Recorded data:
++++++

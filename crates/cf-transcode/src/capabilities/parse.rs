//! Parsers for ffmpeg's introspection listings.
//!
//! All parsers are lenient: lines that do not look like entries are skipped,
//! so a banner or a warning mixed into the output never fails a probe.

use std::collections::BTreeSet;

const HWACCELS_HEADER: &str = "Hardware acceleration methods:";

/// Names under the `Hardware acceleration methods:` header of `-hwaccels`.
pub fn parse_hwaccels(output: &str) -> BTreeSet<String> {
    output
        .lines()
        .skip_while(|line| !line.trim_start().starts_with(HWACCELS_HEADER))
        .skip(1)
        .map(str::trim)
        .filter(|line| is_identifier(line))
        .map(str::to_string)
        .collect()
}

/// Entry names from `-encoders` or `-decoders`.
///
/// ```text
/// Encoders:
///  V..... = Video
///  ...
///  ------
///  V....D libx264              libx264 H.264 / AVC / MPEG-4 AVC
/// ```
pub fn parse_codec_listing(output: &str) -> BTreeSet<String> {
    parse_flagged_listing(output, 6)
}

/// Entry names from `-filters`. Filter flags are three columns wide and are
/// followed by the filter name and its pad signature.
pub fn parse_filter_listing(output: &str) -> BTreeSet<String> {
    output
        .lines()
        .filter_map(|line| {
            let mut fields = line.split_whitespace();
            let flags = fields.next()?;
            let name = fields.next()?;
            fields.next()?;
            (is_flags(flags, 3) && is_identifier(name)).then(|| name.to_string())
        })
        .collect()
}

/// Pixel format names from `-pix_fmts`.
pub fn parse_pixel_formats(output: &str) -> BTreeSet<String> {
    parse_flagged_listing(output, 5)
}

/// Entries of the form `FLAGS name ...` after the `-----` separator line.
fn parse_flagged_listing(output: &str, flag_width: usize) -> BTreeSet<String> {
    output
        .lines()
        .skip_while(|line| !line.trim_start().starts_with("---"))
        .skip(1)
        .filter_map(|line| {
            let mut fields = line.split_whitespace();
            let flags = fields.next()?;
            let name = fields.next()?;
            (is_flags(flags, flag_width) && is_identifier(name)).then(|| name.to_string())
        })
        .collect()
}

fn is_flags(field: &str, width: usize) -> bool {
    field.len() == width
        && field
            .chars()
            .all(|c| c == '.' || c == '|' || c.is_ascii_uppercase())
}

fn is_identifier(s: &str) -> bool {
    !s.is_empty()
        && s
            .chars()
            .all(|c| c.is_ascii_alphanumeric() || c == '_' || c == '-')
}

++++++

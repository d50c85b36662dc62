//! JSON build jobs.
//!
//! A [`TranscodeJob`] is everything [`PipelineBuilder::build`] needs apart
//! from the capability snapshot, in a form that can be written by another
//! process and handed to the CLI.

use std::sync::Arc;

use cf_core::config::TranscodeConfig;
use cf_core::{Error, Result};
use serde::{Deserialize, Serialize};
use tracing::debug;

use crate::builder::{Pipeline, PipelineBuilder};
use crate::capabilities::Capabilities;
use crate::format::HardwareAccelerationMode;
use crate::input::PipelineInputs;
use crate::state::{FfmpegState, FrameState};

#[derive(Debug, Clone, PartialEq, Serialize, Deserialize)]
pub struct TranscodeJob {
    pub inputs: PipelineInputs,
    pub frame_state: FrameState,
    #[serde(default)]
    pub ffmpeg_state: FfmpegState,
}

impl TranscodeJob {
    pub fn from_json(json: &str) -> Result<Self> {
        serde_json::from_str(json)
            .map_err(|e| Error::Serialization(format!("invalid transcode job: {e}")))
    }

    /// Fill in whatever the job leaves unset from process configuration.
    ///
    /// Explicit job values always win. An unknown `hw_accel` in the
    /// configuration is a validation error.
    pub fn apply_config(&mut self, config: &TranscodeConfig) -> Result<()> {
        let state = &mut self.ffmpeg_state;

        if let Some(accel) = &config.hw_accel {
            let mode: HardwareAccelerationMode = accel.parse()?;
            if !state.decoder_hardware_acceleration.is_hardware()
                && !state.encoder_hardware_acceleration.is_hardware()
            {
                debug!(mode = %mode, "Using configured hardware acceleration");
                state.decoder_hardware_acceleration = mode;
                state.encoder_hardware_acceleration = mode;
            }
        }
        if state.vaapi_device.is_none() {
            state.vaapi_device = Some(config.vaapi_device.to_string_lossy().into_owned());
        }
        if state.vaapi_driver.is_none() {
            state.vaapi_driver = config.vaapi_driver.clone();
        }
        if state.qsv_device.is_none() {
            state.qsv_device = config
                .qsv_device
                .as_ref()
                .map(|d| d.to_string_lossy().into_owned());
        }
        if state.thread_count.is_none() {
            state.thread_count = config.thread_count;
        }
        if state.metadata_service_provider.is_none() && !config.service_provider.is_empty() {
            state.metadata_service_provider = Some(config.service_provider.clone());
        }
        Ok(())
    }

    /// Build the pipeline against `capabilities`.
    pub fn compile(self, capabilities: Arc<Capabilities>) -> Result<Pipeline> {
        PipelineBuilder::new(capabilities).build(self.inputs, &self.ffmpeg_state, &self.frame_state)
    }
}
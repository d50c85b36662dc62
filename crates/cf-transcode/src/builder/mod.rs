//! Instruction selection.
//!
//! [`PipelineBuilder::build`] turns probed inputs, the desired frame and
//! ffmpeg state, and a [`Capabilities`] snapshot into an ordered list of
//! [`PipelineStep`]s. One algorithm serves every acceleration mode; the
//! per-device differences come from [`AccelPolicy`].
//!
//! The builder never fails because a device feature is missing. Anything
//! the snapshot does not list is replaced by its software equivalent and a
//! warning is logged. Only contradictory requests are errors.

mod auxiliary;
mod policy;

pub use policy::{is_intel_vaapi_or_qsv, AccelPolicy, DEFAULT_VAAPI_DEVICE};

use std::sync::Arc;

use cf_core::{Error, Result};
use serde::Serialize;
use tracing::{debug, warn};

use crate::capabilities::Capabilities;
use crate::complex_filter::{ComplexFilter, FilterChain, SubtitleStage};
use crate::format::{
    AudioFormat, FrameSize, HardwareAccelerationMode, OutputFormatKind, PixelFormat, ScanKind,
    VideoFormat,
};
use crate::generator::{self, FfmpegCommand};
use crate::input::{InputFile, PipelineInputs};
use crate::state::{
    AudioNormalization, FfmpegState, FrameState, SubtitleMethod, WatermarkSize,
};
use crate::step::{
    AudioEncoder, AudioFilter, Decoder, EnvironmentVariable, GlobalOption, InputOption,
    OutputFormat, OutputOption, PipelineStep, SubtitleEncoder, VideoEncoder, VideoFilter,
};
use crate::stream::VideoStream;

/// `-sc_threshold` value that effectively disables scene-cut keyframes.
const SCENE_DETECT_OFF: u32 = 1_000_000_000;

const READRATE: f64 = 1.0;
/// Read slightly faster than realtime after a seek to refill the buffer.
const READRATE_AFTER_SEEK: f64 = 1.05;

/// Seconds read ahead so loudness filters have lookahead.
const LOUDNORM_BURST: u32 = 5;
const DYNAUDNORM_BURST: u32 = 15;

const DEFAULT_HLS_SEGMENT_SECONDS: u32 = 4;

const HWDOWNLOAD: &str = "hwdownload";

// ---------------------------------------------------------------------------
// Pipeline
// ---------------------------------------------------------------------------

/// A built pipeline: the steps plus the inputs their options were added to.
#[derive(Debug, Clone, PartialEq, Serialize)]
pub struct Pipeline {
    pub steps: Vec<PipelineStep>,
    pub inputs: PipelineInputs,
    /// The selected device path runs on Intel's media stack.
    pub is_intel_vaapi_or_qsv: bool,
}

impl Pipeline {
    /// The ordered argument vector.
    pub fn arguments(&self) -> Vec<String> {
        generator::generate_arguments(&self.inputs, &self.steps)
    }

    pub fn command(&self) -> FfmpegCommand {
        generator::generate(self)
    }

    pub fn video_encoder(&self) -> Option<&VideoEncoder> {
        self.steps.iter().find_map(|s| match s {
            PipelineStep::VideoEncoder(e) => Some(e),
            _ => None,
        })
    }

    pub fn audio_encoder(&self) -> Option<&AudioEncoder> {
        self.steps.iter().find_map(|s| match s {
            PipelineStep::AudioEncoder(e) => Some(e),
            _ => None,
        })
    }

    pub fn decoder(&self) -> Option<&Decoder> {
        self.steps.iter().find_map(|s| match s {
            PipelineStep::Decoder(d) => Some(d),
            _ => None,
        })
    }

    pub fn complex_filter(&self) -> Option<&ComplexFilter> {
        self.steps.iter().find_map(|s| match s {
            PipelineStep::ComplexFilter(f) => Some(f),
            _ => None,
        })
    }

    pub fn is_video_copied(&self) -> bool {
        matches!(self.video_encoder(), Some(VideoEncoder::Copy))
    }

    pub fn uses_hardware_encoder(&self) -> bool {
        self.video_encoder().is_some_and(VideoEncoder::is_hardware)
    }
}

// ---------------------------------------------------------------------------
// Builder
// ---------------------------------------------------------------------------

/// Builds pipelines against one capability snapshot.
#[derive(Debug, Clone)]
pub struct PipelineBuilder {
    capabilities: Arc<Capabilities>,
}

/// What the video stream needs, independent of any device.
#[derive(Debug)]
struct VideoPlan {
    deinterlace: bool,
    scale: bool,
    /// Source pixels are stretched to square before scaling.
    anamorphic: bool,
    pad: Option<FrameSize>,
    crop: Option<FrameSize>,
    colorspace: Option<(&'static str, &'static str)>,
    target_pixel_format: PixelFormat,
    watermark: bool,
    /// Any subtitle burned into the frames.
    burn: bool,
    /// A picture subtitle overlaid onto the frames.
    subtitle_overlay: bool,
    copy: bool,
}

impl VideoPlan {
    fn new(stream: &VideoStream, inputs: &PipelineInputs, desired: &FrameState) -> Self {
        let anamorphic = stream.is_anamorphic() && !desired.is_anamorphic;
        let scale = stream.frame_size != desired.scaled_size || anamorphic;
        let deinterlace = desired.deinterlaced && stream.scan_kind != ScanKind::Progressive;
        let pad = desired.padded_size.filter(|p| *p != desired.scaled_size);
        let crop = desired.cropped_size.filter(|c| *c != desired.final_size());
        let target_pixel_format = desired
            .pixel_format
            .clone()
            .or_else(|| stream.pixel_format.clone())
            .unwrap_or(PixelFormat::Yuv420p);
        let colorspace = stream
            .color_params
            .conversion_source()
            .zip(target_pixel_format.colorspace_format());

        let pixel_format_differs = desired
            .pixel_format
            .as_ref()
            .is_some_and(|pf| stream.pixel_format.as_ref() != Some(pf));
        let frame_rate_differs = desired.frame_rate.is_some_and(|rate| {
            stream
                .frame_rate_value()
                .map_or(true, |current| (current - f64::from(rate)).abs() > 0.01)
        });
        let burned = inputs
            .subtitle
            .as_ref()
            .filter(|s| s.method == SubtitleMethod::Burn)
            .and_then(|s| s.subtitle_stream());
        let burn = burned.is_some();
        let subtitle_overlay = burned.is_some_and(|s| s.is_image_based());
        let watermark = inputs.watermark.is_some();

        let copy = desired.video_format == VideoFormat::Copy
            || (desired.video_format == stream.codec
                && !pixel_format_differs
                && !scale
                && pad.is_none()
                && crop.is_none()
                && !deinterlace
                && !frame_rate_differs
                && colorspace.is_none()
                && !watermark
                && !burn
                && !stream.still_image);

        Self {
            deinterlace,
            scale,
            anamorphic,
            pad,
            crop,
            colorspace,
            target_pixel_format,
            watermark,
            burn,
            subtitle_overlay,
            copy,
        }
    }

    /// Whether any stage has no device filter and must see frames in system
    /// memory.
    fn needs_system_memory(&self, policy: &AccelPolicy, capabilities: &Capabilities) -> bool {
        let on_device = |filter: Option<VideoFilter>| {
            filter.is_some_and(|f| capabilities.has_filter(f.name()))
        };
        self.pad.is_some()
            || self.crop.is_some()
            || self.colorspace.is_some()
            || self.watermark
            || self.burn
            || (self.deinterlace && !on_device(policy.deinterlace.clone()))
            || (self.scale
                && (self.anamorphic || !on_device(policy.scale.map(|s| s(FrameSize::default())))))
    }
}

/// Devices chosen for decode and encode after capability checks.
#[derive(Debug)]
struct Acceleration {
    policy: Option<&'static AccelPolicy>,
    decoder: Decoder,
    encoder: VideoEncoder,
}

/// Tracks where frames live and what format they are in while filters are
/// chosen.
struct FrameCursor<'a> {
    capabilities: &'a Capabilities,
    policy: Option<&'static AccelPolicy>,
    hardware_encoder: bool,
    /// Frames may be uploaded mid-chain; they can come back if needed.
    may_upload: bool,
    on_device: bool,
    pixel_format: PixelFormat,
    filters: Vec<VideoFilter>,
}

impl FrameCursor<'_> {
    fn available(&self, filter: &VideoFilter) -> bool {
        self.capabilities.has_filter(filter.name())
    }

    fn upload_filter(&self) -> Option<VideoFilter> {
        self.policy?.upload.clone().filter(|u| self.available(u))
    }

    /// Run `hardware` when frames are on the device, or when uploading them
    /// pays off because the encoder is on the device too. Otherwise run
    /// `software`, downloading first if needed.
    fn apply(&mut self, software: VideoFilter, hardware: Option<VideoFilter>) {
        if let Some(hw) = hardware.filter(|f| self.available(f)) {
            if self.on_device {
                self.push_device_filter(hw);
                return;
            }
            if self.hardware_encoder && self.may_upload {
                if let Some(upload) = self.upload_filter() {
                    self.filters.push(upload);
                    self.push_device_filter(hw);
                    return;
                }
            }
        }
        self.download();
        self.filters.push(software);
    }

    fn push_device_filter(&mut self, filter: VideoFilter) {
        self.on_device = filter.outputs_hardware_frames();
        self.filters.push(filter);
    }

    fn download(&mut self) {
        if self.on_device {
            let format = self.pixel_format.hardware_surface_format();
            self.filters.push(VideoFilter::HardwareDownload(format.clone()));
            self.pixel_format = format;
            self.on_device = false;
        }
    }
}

++++++

| TASK ITEM |
Check each line of the data above for the string "warning", and copy the ones that have it.

| SOLUTION TO THE EXERCISE |
//! so a banner or a warning mixed into the output never fails a probe.
//! warning is logged. Only contradictory requests are errors.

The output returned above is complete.